//! Archive extraction for imported libraries.

use crate::error::{LibraryError, Result};
use std::fs;
use std::io;
use std::path::Path;
use tracing::debug;

/// Unpacks an archive into a destination directory.
pub trait ArchiveExtractor {
    fn extract(&self, archive: &Path, dest: &Path) -> Result<()>;
}

/// In-process zip extraction.
#[derive(Debug, Clone, Copy, Default)]
pub struct ZipExtractor;

impl ArchiveExtractor for ZipExtractor {
    fn extract(&self, archive: &Path, dest: &Path) -> Result<()> {
        let file = fs::File::open(archive).map_err(|err| LibraryError::from_read(archive, err))?;
        let mut zip = zip::ZipArchive::new(file)
            .map_err(|err| LibraryError::ExternalTool(format!("{}: {err}", archive.display())))?;

        let mut written = 0usize;
        for i in 0..zip.len() {
            let mut item = zip
                .by_index(i)
                .map_err(|err| LibraryError::ExternalTool(err.to_string()))?;
            let Some(relative) = item.enclosed_name() else {
                continue;
            };
            if relative.starts_with("__MACOSX") {
                continue;
            }
            let out_path = dest.join(relative);
            if item.is_dir() {
                fs::create_dir_all(&out_path)?;
                continue;
            }
            if let Some(parent) = out_path.parent() {
                fs::create_dir_all(parent)?;
            }
            let mut out = fs::File::create(&out_path)?;
            io::copy(&mut item, &mut out)
                .map_err(|err| LibraryError::ExternalTool(err.to_string()))?;
            written += 1;
        }
        debug!(archive = %archive.display(), files = written, "Extracted archive");
        Ok(())
    }
}

pub fn is_archive(path: &Path) -> bool {
    matches!(
        path.extension()
            .and_then(|ext| ext.to_str())
            .map(|ext| ext.to_ascii_lowercase()),
        Some(ext) if ext == "zip"
    )
}

#[cfg(test)]
mod tests {
    use super::*;
    use std::io::Write;
    use std::time::{SystemTime, UNIX_EPOCH};
    use zip::write::SimpleFileOptions;

    fn unique_temp_dir(name: &str) -> std::path::PathBuf {
        let nanos = SystemTime::now()
            .duration_since(UNIX_EPOCH)
            .expect("clock should be after epoch")
            .as_nanos();
        std::env::temp_dir().join(format!("wordbook_archive_{name}_{nanos}"))
    }

    #[test]
    fn extracts_nested_files_and_skips_mac_metadata() {
        let dir = unique_temp_dir("extract");
        fs::create_dir_all(&dir).expect("temp dir should be created");
        let archive = dir.join("lib.zip");
        {
            let file = fs::File::create(&archive).expect("zip file should be created");
            let mut zip = zip::ZipWriter::new(file);
            let options = SimpleFileOptions::default();
            zip.start_file("lib/words.csv", options).expect("start csv");
            zip.write_all(b"Word,Meaning\nhello,a greeting\n")
                .expect("write csv");
            zip.start_file("__MACOSX/lib/._words.csv", options)
                .expect("start metadata");
            zip.write_all(b"junk").expect("write metadata");
            zip.finish().expect("finish zip");
        }

        let dest = dir.join("out");
        ZipExtractor
            .extract(&archive, &dest)
            .expect("extraction should succeed");

        let csv = fs::read_to_string(dest.join("lib/words.csv")).expect("csv extracted");
        assert!(csv.starts_with("Word,Meaning"));
        assert!(!dest.join("__MACOSX").exists());

        let _ = fs::remove_dir_all(dir);
    }

    #[test]
    fn corrupt_archive_is_an_external_tool_error() {
        let dir = unique_temp_dir("corrupt");
        fs::create_dir_all(&dir).expect("temp dir should be created");
        let archive = dir.join("bad.zip");
        fs::write(&archive, b"definitely not a zip").expect("write bad zip");

        let err = ZipExtractor
            .extract(&archive, &dir.join("out"))
            .expect_err("corrupt archive should fail");
        assert!(matches!(err, LibraryError::ExternalTool(_)));

        let _ = fs::remove_dir_all(dir);
    }

    #[test]
    fn archive_detection_is_case_insensitive() {
        assert!(is_archive(Path::new("/tmp/Library.ZIP")));
        assert!(!is_archive(Path::new("/tmp/words.csv")));
    }
}
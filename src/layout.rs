//! On-disk layout of the storage root.
//!
//! ```text
//! <root>/
//!   <Book>/
//!     <Book>.csv
//!     media/
//! ```

use crate::error::{LibraryError, Result};
use std::fs;
use std::path::{Path, PathBuf};

pub const DATA_EXTENSION: &str = "csv";
pub const MEDIA_DIR: &str = "media";

#[derive(Debug, Clone, PartialEq, Eq)]
pub struct BookLayout {
    root: PathBuf,
}

impl BookLayout {
    pub fn new(root: impl Into<PathBuf>) -> Self {
        BookLayout { root: root.into() }
    }

    pub fn root(&self) -> &Path {
        &self.root
    }

    pub fn book_dir(&self, name: &str) -> PathBuf {
        self.root.join(name)
    }

    pub fn data_file(&self, name: &str) -> PathBuf {
        self.book_dir(name).join(format!("{name}.{DATA_EXTENSION}"))
    }

    pub fn media_dir(&self, name: &str) -> PathBuf {
        self.book_dir(name).join(MEDIA_DIR)
    }

    /// Names of every folder under the root that holds its own data file,
    /// sorted case-insensitively.
    pub fn scan_books(&self) -> Vec<String> {
        let Ok(entries) = fs::read_dir(&self.root) else {
            return Vec::new();
        };
        let mut books: Vec<String> = entries
            .flatten()
            .filter(|entry| entry.file_type().map(|ft| ft.is_dir()).unwrap_or(false))
            .filter_map(|entry| entry.file_name().to_str().map(str::to_string))
            .filter(|name| self.data_file(name).is_file())
            .collect();
        books.sort_by(|a, b| {
            a.to_lowercase()
                .cmp(&b.to_lowercase())
                .then_with(|| a.cmp(b))
        });
        books
    }
}

/// Trim and check a book name; it doubles as a folder name.
pub fn validate_book_name(name: &str) -> Result<String> {
    let trimmed = name.trim();
    if trimmed.is_empty()
        || trimmed == "."
        || trimmed == ".."
        || trimmed.contains(['/', '\\'])
        || trimmed.chars().any(char::is_control)
    {
        return Err(LibraryError::InvalidBookName(name.to_string()));
    }
    Ok(trimmed.to_string())
}

/// Stored path values that should be used as-is rather than resolved
/// against the book folder.
pub fn is_absolute_like(value: &str) -> bool {
    Path::new(value).is_absolute()
        || value.starts_with('/')
        || value.starts_with('\\')
        || value.as_bytes().get(1) == Some(&b':')
}

pub fn has_separator(value: &str) -> bool {
    value.contains(['/', '\\'])
}

/// Book-relative reference for a file in the media folder.
pub fn media_relative(file_name: &str) -> String {
    format!("{MEDIA_DIR}/{file_name}")
}

/// Replace characters that cannot appear in a file name.
pub fn sanitize_file_stem(word: &str) -> String {
    let cleaned: String = word
        .trim()
        .chars()
        .map(|c| match c {
            '/' | '\\' | ':' | '*' | '?' | '"' | '<' | '>' | '|' => '_',
            c if c.is_control() => '_',
            c => c,
        })
        .collect();
    if cleaned.is_empty() || cleaned == "." || cleaned == ".." {
        "image".to_string()
    } else {
        cleaned
    }
}

#[cfg(test)]
mod tests {
    use super::*;
    use std::time::{SystemTime, UNIX_EPOCH};

    #[test]
    fn paths_follow_book_name() {
        let layout = BookLayout::new("/data");
        assert_eq!(layout.data_file("Travel"), PathBuf::from("/data/Travel/Travel.csv"));
        assert_eq!(layout.media_dir("Travel"), PathBuf::from("/data/Travel/media"));
    }

    #[test]
    fn book_names_reject_path_tricks() {
        assert_eq!(validate_book_name("  Core ").expect("valid"), "Core");
        for bad in ["", "   ", ".", "..", "a/b", "a\\b", "tab\tname"] {
            assert!(validate_book_name(bad).is_err(), "{bad:?} should be rejected");
        }
    }

    #[test]
    fn absolute_detection_covers_unix_and_windows() {
        assert!(is_absolute_like("/Users/me/pic.png"));
        assert!(is_absolute_like("C:\\pics\\a.png"));
        assert!(!is_absolute_like("media/a.png"));
        assert!(!is_absolute_like("a.png"));
    }

    #[test]
    fn file_stems_are_sanitized() {
        assert_eq!(sanitize_file_stem("and/or"), "and_or");
        assert_eq!(sanitize_file_stem("what?"), "what_");
        assert_eq!(sanitize_file_stem(".."), "image");
        assert_eq!(sanitize_file_stem("ice cream"), "ice cream");
    }

    #[test]
    fn scan_only_lists_folders_with_data_files() {
        let nanos = SystemTime::now()
            .duration_since(UNIX_EPOCH)
            .expect("clock should be after epoch")
            .as_nanos();
        let root = std::env::temp_dir().join(format!("wordbook_layout_scan_{nanos}"));
        let layout = BookLayout::new(&root);
        for name in ["beta", "Alpha"] {
            fs::create_dir_all(layout.book_dir(name)).expect("book dir");
            fs::write(layout.data_file(name), "word\n").expect("data file");
        }
        fs::create_dir_all(root.join("stray")).expect("stray dir");
        fs::write(root.join("loose.csv"), "word\n").expect("loose file");

        assert_eq!(layout.scan_books(), vec!["Alpha", "beta"]);

        let _ = fs::remove_dir_all(root);
    }
}
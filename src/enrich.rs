//! Turning a raw word list into full entries.
//!
//! Words already present in some book are reused. Everything else is sent to
//! a [`TextProvider`] and, optionally, an [`ImageProvider`].

use crate::entry::{Entry, TextFields, non_empty};
use crate::error::Result;
use crate::store::CollectionStore;
use serde::{Deserialize, Serialize};
use thiserror::Error;
use tracing::{info, warn};

#[derive(Debug, Error)]
pub enum ProviderError {
    #[error("rate limited by provider")]
    RateLimited,
    #[error("provider rejected credentials")]
    Auth,
    #[error("provider error: {0}")]
    Api(String),
}

/// Structured text returned for one word.
#[derive(Debug, Clone, Default, PartialEq, Eq, Serialize, Deserialize)]
#[serde(rename_all = "camelCase", default)]
pub struct GeneratedText {
    pub phonetic: String,
    pub translation: String,
    pub meaning: String,
    pub meaning_translation: String,
    pub example: String,
    pub example_translation: String,
}

impl From<GeneratedText> for TextFields {
    fn from(text: GeneratedText) -> Self {
        TextFields {
            phonetic: non_empty(&text.phonetic),
            translation: non_empty(&text.translation),
            meaning: text.meaning,
            meaning_translation: non_empty(&text.meaning_translation),
            example: non_empty(&text.example),
            example_translation: non_empty(&text.example_translation),
        }
    }
}

pub trait TextProvider {
    fn generate(&self, word: &str) -> std::result::Result<GeneratedText, ProviderError>;
}

pub trait ImageProvider {
    /// Raw image bytes for `context`, or `None` when nothing was produced.
    fn generate(&self, context: &str) -> std::result::Result<Option<Vec<u8>>, ProviderError>;
}

#[derive(Debug, Clone, Copy, Default, PartialEq, Eq)]
pub struct EnrichReport {
    pub added: usize,
    pub reused: usize,
    pub failed: usize,
}

/// Add every word in `words` to the active book.
///
/// Provider failures are counted per word. A rate limit stops the batch and
/// keeps what was already saved. Store errors are returned.
pub fn enrich_words(
    store: &mut CollectionStore,
    words: &[String],
    text: &dyn TextProvider,
    image: Option<&dyn ImageProvider>,
) -> Result<EnrichReport> {
    let mut report = EnrichReport::default();
    for word in words {
        if store.entry(word).is_some() {
            report.reused += 1;
            continue;
        }
        if let Some(found) = store.find_across_all_collections(word) {
            store.adopt_entry(found)?;
            report.reused += 1;
            continue;
        }

        let generated = match text.generate(word) {
            Ok(generated) => generated,
            Err(ProviderError::RateLimited) => {
                warn!(word = %word, "Rate limited; stopping enrichment");
                report.failed += 1;
                break;
            }
            Err(err) => {
                warn!(word = %word, "Text generation failed: {err}");
                report.failed += 1;
                continue;
            }
        };

        let mut entry = Entry::new(word.as_str(), "");
        entry.apply_text_fields(generated.into());

        let bytes = match image {
            Some(provider) => {
                let context = entry.example.clone().unwrap_or_else(|| entry.meaning.clone());
                match provider.generate(&format!("{word}: {context}")) {
                    Ok(bytes) => bytes,
                    Err(err) => {
                        warn!(word = %word, "Image generation failed: {err}");
                        None
                    }
                }
            }
            None => None,
        };

        store.save_imported_entry(entry, bytes.as_deref())?;
        report.added += 1;
    }
    info!(
        book = %store.current_book_name(),
        added = report.added,
        reused = report.reused,
        failed = report.failed,
        "Enriched word list"
    );
    Ok(report)
}

#[cfg(test)]
mod tests {
    use super::*;
    use crate::prefs::MemoryPreferences;
    use std::cell::Cell;
    use std::fs;
    use std::path::{Path, PathBuf};
    use std::time::{SystemTime, UNIX_EPOCH};

    fn unique_temp_root(name: &str) -> PathBuf {
        let nanos = SystemTime::now()
            .duration_since(UNIX_EPOCH)
            .expect("clock should be after epoch")
            .as_nanos();
        std::env::temp_dir().join(format!("wordbook_enrich_{name}_{nanos}"))
    }

    struct ScriptedText {
        calls: Cell<usize>,
        rate_limit_after: Option<usize>,
    }

    impl TextProvider for ScriptedText {
        fn generate(&self, word: &str) -> std::result::Result<GeneratedText, ProviderError> {
            let call = self.calls.get();
            self.calls.set(call + 1);
            if self.rate_limit_after == Some(call) {
                return Err(ProviderError::RateLimited);
            }
            if word == "broken" {
                return Err(ProviderError::Api("bad word".to_string()));
            }
            Ok(GeneratedText {
                meaning: format!("meaning of {word}"),
                example: format!("I like {word}."),
                ..GeneratedText::default()
            })
        }
    }

    struct FixedImage;

    impl ImageProvider for FixedImage {
        fn generate(&self, _context: &str) -> std::result::Result<Option<Vec<u8>>, ProviderError> {
            Ok(Some(b"png-bytes".to_vec()))
        }
    }

    fn open_store(root: &Path) -> CollectionStore {
        let mut store = CollectionStore::new(root, "Default", Box::new(MemoryPreferences::new()));
        store.load("Default").expect("default book should open");
        store
    }

    fn words(list: &[&str]) -> Vec<String> {
        list.iter().map(|w| w.to_string()).collect()
    }

    #[test]
    fn new_words_are_generated_with_images() {
        let root = unique_temp_root("generate");
        let mut store = open_store(&root);
        let text = ScriptedText {
            calls: Cell::new(0),
            rate_limit_after: None,
        };

        let image: &dyn ImageProvider = &FixedImage;
        let report = enrich_words(&mut store, &words(&["tea", "broken"]), &text, Some(image))
            .expect("enrichment should succeed");

        assert_eq!(report, EnrichReport { added: 1, reused: 0, failed: 1 });
        let entry = store.entry("tea").expect("tea was added");
        assert_eq!(entry.meaning, "meaning of tea");
        assert_eq!(entry.example.as_deref(), Some("I like tea."));
        assert_eq!(entry.translation, None);
        let image = entry.local_image_path.clone().expect("image saved");
        assert_eq!(fs::read(store.resolve_path(&image)).expect("image file"), b"png-bytes");

        let _ = fs::remove_dir_all(root);
    }

    #[test]
    fn known_words_are_reused_from_any_book() {
        let root = unique_temp_root("reuse");
        let mut store = open_store(&root);
        store.create("Other").expect("create other book");
        store.add_or_update(Entry::new("coffee", "a drink")).expect("add coffee");
        store.load("Default").expect("back to default");
        store.add_or_update(Entry::new("milk", "white")).expect("add milk");

        let text = ScriptedText {
            calls: Cell::new(0),
            rate_limit_after: None,
        };
        let report = enrich_words(&mut store, &words(&["Coffee", "milk"]), &text, None)
            .expect("enrichment should succeed");

        assert_eq!(report.reused, 2);
        assert_eq!(text.calls.get(), 0);
        assert_eq!(store.entry("coffee").expect("adopted").meaning, "a drink");

        let _ = fs::remove_dir_all(root);
    }

    #[test]
    fn rate_limit_stops_the_batch() {
        let root = unique_temp_root("rate_limit");
        let mut store = open_store(&root);
        let text = ScriptedText {
            calls: Cell::new(0),
            rate_limit_after: Some(1),
        };

        let report = enrich_words(&mut store, &words(&["one", "two", "three"]), &text, None)
            .expect("enrichment should succeed");

        assert_eq!(report, EnrichReport { added: 1, reused: 0, failed: 1 });
        assert!(store.entry("three").is_none());

        let _ = fs::remove_dir_all(root);
    }
}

_TASK OBJECTIVE_
Reading down the material above, count how many lines contain the word "phonetic". Respond with the number by itself.

_SOLVED EXERCISE_
2